From the records below, copy every line that contains the word "negated".

[Stored items]
================================

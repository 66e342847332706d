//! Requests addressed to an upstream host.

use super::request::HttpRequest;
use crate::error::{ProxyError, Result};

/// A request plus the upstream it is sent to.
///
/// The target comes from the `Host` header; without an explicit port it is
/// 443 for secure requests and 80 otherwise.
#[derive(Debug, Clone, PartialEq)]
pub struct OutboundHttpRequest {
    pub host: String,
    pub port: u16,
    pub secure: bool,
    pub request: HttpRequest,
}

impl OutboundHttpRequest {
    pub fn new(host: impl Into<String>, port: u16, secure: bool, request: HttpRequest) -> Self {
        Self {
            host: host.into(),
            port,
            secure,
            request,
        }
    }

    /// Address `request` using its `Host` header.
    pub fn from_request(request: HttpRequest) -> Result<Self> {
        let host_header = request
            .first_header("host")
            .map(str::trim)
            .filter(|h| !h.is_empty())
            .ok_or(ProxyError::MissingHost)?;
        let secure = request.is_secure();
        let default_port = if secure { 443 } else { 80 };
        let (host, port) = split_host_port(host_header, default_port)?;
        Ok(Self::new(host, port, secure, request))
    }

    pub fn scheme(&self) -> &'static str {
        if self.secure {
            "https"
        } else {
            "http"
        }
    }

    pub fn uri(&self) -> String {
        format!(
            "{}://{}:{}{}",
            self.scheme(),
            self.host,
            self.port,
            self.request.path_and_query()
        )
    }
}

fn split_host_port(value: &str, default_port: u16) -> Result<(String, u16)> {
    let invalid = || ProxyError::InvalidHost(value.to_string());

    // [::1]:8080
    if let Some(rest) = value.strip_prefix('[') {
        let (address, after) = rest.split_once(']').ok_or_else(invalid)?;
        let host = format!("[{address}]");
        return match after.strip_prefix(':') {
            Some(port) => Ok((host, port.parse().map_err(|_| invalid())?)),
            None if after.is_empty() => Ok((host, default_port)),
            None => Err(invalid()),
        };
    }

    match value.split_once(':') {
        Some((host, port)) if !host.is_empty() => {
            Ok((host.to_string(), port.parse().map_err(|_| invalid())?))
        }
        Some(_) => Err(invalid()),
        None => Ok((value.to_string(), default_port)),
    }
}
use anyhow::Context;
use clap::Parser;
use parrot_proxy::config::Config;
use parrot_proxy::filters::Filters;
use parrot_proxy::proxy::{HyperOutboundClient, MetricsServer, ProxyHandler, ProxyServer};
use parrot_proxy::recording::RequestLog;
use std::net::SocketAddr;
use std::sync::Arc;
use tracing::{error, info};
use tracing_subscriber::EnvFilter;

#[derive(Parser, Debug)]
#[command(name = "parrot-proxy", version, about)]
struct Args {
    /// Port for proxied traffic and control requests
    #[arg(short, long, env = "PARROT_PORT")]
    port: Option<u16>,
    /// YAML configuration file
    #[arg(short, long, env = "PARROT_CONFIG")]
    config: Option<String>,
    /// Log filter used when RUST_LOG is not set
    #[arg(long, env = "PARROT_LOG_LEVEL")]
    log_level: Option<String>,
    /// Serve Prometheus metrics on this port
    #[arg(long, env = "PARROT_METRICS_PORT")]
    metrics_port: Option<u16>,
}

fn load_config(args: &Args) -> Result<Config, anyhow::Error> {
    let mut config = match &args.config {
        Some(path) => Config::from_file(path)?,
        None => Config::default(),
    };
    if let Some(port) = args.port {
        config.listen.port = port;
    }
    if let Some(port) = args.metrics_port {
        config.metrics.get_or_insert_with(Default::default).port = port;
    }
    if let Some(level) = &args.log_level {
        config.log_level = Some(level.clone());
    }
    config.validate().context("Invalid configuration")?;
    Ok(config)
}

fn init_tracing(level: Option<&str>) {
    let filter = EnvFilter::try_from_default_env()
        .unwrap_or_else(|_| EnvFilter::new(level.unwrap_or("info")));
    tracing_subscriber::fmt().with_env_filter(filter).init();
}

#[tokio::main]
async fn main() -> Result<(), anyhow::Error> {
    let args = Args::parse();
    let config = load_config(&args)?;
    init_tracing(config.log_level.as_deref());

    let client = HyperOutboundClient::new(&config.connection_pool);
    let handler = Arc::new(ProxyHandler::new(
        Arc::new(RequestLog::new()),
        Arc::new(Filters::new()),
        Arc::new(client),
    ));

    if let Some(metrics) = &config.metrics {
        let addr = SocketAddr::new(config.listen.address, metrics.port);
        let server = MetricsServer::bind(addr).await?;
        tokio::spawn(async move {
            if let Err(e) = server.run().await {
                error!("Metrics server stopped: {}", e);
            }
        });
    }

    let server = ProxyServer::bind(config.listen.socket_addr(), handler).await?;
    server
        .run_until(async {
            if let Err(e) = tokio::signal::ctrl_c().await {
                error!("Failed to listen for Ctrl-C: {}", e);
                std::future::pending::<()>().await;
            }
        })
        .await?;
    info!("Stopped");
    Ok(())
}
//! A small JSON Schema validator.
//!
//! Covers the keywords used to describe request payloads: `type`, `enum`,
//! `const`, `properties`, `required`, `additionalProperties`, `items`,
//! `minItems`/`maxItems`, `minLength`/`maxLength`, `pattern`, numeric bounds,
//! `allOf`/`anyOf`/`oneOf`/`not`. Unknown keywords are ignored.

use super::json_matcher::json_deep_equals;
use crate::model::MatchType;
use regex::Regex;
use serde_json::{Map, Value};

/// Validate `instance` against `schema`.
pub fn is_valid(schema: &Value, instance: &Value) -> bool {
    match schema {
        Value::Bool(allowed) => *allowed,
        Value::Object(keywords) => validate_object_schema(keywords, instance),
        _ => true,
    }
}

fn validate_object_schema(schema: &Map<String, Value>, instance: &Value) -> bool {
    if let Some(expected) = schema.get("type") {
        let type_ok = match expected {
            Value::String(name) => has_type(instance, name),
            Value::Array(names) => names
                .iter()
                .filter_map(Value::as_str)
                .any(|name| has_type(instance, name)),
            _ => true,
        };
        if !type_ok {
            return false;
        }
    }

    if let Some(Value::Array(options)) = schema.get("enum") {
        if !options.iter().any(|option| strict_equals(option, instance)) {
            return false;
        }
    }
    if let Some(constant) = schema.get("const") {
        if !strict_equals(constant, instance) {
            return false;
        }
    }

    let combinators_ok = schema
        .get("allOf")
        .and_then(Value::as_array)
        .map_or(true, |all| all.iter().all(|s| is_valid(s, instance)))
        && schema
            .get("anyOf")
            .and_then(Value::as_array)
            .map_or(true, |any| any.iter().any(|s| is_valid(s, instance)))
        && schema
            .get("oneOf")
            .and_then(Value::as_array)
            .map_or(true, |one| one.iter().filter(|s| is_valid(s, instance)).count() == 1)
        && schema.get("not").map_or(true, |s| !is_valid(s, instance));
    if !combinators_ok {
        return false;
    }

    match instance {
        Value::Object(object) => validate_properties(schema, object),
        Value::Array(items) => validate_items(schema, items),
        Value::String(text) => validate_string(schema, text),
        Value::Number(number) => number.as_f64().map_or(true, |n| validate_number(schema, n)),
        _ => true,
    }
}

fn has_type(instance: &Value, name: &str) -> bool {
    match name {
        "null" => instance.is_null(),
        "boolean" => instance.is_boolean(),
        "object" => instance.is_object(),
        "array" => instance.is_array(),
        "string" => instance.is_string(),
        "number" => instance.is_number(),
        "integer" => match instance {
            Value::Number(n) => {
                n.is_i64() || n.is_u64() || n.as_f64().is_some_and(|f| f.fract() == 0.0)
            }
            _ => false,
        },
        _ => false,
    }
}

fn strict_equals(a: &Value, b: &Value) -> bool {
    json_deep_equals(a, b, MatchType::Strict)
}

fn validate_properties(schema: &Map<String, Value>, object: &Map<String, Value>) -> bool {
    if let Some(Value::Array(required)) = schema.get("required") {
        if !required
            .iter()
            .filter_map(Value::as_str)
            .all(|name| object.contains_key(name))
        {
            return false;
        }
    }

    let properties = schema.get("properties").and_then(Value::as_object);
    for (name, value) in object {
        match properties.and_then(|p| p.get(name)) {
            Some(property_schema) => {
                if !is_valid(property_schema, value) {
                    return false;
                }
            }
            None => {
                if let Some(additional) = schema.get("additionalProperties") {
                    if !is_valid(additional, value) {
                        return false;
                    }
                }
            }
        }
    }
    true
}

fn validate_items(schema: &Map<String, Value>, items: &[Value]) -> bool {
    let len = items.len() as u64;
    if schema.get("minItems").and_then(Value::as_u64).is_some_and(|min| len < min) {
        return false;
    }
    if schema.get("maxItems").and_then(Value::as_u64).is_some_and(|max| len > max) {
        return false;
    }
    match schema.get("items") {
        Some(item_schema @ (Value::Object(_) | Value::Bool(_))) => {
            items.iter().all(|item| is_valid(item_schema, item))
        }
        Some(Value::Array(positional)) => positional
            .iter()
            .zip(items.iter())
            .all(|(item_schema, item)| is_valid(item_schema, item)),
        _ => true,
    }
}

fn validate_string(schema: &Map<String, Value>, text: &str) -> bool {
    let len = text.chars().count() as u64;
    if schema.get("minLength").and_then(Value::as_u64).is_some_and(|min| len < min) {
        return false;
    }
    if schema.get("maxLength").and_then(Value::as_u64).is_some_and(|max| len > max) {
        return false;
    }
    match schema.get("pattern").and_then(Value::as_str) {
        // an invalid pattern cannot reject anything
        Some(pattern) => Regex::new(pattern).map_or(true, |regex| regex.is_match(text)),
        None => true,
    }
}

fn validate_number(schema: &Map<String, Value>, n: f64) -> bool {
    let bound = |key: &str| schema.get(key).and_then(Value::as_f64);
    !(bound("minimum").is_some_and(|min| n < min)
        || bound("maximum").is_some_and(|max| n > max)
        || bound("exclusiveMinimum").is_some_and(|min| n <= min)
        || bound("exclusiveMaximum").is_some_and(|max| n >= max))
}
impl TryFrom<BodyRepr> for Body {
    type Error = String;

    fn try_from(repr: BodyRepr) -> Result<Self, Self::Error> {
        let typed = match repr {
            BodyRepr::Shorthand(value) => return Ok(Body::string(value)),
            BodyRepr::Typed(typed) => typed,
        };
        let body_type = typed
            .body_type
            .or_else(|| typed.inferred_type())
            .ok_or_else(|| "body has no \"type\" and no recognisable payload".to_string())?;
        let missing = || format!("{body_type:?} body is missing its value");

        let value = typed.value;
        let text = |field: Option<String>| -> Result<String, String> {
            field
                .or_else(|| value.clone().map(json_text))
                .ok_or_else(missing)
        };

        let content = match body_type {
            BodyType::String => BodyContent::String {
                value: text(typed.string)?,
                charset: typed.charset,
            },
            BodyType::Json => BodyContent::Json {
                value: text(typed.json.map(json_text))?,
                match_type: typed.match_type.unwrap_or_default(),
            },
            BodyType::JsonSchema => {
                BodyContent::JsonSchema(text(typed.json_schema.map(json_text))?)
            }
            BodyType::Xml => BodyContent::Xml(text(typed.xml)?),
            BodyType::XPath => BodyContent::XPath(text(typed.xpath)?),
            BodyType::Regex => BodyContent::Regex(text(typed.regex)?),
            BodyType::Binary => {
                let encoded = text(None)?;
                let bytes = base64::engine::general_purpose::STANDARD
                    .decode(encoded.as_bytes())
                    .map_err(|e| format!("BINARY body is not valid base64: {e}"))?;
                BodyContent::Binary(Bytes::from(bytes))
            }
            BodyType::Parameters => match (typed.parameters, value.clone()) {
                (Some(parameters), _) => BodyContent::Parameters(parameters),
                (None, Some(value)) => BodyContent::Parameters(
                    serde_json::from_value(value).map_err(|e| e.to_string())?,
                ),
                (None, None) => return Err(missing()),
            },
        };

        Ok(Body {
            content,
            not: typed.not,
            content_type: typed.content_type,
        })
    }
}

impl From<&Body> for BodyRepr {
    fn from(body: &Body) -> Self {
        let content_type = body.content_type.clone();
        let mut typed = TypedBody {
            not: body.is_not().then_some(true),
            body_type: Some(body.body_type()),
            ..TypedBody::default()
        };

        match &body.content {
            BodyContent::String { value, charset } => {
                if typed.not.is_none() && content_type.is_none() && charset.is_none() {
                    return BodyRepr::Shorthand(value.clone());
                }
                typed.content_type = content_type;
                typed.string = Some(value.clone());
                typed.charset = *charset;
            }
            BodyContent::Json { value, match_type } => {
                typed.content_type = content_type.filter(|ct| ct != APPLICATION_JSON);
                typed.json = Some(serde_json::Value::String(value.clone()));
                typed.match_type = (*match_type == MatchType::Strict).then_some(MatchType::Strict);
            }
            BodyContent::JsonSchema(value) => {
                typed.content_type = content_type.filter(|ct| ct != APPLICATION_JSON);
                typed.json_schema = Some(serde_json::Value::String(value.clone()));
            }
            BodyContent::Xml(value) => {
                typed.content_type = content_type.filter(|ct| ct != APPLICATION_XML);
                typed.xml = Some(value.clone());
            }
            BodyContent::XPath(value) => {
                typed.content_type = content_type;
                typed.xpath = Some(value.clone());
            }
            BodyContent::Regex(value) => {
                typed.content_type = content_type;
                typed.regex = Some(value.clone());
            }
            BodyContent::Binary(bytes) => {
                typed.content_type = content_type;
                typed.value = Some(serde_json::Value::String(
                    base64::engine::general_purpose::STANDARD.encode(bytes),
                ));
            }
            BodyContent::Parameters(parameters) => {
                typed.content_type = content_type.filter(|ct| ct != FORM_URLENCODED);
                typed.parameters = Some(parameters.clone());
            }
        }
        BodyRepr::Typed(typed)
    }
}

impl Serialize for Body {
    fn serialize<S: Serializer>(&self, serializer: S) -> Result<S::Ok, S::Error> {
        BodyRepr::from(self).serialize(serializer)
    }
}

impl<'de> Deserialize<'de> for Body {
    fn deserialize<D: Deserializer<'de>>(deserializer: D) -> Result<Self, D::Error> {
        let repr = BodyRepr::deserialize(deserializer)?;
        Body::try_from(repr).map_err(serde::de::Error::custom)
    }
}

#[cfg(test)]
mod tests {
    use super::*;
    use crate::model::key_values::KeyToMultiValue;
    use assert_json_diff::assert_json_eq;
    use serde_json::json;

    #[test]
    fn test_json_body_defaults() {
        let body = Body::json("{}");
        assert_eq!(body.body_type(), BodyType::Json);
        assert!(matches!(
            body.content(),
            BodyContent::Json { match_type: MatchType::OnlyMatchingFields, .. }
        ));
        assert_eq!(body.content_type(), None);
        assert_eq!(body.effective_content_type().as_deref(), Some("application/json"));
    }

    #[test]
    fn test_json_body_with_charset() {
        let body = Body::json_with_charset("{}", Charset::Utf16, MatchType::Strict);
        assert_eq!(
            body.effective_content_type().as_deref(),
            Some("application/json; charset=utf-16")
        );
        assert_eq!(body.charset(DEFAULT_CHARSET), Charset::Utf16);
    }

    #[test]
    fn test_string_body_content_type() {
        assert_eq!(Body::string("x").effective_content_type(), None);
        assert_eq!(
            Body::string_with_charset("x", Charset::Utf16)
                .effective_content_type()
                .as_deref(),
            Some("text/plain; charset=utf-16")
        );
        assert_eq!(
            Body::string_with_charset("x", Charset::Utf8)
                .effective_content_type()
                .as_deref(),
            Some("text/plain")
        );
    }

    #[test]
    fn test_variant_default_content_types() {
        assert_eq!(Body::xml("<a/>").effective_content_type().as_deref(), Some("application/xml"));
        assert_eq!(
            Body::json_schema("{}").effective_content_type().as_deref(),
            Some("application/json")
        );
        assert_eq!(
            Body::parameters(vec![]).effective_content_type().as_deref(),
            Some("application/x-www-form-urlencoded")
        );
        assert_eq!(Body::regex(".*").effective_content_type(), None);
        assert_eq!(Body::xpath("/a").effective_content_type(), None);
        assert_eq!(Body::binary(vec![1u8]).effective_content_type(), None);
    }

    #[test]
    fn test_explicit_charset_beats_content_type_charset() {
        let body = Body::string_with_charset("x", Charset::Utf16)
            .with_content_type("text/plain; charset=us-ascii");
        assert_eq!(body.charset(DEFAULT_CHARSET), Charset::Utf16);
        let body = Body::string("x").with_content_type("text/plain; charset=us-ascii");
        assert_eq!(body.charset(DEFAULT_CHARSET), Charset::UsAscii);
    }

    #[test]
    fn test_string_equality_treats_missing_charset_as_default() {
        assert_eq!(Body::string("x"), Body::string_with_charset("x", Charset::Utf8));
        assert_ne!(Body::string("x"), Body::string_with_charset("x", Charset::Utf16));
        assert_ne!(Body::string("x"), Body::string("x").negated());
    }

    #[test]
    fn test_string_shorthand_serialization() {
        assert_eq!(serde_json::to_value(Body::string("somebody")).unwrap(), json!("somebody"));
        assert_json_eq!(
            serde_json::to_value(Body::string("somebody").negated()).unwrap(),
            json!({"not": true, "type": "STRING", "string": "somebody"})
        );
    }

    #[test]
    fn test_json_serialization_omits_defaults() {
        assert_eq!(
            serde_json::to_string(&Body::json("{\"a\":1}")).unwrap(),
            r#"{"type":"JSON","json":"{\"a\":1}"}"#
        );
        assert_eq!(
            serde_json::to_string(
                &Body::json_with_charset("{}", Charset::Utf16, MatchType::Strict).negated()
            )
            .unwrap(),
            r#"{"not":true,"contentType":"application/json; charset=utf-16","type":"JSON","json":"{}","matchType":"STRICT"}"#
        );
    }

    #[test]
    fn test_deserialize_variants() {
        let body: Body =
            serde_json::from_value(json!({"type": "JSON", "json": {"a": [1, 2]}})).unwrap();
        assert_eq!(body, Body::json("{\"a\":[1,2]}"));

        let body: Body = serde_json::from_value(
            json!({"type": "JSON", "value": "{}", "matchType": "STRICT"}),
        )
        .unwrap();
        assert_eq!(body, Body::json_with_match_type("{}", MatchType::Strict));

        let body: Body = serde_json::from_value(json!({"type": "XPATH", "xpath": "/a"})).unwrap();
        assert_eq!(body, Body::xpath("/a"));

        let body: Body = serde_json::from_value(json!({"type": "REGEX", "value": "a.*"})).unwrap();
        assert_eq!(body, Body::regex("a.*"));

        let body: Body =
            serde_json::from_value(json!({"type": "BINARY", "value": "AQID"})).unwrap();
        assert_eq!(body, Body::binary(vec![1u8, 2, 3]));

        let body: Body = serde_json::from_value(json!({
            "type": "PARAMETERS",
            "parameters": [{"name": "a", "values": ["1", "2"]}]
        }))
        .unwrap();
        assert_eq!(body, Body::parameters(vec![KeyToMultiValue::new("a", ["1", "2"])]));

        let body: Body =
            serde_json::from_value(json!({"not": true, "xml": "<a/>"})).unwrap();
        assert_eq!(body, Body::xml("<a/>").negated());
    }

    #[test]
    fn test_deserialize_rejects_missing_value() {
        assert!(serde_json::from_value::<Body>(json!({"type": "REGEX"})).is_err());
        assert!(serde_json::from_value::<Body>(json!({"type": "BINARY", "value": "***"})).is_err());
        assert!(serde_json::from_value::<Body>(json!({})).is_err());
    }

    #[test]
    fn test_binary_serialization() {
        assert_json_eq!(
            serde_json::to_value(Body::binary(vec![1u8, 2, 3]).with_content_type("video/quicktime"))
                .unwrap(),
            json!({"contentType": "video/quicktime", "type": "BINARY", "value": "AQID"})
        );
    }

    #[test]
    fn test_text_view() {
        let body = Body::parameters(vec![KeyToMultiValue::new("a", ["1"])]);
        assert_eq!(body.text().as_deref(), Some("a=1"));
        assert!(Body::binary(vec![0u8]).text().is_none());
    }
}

================================

▸ Reply
        assert_ne!(Body::string("x"), Body::string("x").negated());
            serde_json::to_value(Body::string("somebody").negated()).unwrap(),
                &Body::json_with_charset("{}", Charset::Utf16, MatchType::Strict).negated()
        assert_eq!(body, Body::xml("<a/>").negated());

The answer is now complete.